EXERCISE AIM:
Please copy every line from the records below that contains the string "RwSignal".

···

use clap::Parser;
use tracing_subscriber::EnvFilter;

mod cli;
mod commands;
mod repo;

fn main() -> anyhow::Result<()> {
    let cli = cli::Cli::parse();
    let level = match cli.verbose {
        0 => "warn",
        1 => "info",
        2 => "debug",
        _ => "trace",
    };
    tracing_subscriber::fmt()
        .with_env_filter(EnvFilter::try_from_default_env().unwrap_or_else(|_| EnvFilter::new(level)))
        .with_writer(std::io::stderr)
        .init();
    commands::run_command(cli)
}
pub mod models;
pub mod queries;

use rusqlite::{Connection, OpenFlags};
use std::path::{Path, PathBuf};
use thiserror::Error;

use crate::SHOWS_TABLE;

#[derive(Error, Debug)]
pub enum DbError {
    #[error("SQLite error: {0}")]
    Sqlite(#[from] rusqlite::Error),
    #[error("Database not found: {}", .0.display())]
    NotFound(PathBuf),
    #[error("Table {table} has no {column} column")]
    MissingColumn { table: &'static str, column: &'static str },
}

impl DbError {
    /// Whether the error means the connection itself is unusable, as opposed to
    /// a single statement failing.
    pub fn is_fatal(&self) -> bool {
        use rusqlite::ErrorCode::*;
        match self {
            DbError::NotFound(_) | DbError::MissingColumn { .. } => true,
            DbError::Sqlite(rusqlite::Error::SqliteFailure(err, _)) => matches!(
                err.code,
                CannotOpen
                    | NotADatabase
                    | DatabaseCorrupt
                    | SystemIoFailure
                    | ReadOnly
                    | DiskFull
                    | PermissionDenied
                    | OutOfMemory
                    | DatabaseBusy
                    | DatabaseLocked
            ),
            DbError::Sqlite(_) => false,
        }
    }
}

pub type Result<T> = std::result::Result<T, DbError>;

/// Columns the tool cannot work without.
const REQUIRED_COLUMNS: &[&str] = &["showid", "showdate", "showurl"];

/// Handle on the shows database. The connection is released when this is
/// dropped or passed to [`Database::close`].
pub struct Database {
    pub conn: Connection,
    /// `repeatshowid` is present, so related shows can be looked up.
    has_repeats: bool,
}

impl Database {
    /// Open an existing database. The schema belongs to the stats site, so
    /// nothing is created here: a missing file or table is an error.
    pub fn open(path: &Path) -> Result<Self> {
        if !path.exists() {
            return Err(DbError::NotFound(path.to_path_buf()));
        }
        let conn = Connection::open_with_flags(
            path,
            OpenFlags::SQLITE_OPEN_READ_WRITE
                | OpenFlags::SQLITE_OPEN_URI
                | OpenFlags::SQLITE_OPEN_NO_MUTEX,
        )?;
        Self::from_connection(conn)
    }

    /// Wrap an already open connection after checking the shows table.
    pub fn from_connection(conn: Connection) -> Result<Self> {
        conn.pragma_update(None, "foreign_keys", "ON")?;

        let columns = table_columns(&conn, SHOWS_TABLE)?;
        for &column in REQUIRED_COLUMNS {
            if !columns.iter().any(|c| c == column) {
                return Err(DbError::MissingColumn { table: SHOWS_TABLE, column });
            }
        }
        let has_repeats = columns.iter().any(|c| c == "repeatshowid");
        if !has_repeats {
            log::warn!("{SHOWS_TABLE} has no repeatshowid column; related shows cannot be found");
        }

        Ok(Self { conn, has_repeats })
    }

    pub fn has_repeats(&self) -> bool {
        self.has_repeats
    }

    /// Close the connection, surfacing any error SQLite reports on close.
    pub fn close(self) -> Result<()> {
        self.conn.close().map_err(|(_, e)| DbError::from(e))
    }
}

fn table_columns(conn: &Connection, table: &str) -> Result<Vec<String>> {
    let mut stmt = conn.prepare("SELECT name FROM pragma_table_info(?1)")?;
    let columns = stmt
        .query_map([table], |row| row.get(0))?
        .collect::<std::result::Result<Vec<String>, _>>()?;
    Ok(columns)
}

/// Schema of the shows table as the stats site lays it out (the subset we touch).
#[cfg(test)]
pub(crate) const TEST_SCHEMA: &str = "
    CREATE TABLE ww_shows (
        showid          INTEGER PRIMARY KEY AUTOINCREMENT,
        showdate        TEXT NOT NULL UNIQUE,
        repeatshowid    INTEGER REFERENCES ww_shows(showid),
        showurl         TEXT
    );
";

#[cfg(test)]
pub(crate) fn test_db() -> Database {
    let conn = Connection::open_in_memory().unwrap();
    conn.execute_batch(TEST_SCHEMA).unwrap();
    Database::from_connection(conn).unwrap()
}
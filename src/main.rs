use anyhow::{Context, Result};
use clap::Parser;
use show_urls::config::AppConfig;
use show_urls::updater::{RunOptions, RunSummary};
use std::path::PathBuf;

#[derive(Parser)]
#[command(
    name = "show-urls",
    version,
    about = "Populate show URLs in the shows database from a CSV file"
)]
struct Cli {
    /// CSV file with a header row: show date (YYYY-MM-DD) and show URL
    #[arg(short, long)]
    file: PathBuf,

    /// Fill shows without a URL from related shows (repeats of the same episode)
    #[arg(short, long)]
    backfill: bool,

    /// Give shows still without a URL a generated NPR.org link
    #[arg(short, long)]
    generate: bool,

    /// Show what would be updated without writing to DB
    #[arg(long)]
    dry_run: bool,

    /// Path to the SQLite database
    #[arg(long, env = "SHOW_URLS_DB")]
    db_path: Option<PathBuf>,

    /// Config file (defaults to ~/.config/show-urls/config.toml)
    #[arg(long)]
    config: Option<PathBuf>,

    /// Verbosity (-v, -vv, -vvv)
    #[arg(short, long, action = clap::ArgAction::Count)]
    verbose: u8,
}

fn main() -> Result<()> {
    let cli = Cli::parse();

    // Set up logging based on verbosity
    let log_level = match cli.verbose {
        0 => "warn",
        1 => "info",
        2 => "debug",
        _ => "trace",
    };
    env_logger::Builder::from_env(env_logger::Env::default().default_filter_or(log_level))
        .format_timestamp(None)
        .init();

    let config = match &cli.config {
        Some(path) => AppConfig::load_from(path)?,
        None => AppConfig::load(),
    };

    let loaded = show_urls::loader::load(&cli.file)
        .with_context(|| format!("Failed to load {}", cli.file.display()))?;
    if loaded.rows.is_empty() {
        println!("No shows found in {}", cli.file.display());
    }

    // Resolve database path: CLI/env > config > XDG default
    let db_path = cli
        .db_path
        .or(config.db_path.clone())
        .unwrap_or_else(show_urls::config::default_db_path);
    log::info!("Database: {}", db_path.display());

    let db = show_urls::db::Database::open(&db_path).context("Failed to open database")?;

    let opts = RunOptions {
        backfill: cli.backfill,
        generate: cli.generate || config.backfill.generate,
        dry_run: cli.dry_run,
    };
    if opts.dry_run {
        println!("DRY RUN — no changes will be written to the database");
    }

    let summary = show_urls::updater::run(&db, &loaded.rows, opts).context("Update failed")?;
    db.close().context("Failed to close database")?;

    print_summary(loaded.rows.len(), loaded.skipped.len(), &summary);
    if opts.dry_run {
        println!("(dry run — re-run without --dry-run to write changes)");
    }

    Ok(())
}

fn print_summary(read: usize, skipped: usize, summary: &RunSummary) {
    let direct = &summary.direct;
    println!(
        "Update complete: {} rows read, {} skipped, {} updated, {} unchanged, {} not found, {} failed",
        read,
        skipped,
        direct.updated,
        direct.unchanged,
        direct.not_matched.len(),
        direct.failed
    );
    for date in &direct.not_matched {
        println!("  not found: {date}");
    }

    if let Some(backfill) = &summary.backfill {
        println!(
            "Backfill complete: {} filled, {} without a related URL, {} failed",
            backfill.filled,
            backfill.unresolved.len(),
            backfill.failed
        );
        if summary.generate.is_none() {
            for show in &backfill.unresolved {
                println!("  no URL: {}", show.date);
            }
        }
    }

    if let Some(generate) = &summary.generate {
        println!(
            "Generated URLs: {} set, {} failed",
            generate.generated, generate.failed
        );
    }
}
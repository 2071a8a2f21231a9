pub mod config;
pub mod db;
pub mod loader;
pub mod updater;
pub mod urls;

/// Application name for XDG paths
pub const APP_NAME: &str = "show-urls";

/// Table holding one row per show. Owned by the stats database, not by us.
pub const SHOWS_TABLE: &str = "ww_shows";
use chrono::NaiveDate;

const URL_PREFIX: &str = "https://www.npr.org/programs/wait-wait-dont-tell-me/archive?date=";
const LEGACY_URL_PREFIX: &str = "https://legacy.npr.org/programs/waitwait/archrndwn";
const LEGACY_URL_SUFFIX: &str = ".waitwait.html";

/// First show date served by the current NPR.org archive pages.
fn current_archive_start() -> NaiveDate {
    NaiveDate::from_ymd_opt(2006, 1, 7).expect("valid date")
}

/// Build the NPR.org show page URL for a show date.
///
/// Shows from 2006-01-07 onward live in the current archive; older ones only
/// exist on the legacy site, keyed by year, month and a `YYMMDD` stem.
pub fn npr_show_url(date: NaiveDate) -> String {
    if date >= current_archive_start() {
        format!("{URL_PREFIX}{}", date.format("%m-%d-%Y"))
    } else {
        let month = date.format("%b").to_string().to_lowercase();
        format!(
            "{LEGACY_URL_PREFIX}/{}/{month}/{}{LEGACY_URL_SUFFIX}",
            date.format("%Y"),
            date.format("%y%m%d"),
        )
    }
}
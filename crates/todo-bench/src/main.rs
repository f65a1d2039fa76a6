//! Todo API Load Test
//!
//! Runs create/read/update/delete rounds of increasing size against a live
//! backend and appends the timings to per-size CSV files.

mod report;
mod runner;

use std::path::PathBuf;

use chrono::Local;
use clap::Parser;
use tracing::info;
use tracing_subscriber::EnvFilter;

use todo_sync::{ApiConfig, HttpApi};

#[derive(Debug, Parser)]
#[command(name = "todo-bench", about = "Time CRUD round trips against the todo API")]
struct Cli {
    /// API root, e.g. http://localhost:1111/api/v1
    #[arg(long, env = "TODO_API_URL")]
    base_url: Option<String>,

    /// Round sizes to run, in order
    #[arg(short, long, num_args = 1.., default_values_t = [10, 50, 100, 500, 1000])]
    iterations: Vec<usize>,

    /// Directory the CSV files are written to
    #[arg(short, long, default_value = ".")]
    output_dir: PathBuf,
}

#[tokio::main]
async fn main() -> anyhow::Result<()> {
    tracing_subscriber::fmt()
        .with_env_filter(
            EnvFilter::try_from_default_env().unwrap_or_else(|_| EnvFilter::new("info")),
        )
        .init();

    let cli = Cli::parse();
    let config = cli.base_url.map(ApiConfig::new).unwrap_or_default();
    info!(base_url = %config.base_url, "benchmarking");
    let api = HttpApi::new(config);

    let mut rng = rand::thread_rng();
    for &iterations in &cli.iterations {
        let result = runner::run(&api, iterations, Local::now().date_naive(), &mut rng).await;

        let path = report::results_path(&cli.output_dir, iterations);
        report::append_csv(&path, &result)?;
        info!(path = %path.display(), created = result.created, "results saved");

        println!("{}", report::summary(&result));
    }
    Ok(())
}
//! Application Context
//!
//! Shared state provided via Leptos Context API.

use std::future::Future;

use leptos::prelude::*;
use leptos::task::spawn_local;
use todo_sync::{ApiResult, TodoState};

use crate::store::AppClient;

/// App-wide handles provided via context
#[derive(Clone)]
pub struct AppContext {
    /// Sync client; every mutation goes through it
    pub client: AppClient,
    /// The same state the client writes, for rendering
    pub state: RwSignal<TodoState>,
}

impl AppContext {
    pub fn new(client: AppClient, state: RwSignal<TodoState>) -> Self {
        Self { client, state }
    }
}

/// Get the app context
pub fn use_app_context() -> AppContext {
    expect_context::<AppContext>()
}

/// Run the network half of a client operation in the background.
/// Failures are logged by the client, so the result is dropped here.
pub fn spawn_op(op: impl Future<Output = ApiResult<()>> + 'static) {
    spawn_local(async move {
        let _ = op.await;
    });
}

···

TASK RESPONSE:
    pub state: RwSignal<TodoState>,
    pub fn new(client: AppClient, state: RwSignal<TodoState>) -> Self {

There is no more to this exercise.